Raw data
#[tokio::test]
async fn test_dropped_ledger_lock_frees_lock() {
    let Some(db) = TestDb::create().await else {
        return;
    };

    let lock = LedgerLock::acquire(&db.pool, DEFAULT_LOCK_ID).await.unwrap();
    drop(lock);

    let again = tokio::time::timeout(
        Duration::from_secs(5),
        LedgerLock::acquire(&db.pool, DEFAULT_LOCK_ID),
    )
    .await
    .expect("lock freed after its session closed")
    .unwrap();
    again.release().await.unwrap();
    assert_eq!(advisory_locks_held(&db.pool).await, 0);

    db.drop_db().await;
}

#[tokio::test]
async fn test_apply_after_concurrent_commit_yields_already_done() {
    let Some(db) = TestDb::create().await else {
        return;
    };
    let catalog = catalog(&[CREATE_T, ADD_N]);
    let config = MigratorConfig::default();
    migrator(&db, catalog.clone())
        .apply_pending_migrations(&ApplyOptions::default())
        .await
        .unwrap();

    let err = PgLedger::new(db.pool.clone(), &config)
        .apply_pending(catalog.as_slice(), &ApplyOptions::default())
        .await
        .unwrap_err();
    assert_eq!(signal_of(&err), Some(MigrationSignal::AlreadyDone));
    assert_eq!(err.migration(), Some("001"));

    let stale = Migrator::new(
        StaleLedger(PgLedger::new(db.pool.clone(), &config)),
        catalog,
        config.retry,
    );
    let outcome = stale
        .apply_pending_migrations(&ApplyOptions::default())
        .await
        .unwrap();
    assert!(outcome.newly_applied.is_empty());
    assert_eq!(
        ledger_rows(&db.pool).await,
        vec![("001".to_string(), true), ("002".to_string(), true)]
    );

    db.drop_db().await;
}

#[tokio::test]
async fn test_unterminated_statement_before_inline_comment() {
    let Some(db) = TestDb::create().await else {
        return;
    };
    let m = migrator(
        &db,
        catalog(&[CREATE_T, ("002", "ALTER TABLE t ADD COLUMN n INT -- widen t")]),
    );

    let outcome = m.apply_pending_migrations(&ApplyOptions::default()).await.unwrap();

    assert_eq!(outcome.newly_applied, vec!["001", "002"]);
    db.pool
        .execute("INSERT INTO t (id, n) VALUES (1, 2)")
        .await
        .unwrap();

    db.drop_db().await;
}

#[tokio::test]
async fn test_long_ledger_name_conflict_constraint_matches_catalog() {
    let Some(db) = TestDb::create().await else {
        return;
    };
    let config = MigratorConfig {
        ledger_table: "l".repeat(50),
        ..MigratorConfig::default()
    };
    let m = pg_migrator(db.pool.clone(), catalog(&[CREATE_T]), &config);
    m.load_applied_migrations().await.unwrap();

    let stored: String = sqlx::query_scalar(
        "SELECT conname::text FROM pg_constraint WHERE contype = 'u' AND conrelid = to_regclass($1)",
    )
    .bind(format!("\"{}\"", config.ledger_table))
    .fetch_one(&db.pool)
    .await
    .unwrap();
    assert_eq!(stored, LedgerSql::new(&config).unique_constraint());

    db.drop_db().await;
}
==
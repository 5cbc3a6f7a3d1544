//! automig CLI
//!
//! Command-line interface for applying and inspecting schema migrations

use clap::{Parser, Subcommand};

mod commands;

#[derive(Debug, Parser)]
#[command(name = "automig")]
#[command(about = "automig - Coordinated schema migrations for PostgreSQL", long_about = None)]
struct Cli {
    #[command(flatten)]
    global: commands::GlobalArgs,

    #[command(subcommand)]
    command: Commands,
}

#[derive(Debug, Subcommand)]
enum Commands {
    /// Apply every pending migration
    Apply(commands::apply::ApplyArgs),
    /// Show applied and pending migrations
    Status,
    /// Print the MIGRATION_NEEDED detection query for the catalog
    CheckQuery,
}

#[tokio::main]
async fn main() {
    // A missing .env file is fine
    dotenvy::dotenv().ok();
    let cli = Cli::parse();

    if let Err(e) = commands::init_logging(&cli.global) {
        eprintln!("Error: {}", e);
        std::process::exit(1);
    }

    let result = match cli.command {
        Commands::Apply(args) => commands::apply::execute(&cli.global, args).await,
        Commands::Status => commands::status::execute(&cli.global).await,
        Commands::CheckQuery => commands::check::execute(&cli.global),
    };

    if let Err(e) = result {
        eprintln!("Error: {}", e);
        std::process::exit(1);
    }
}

Task instructions
Which of the lines above contain "acquire"? Return them all.

Expected answer
    let lock = LedgerLock::acquire(&db.pool, DEFAULT_LOCK_ID).await.unwrap();
        LedgerLock::acquire(&db.pool, DEFAULT_LOCK_ID),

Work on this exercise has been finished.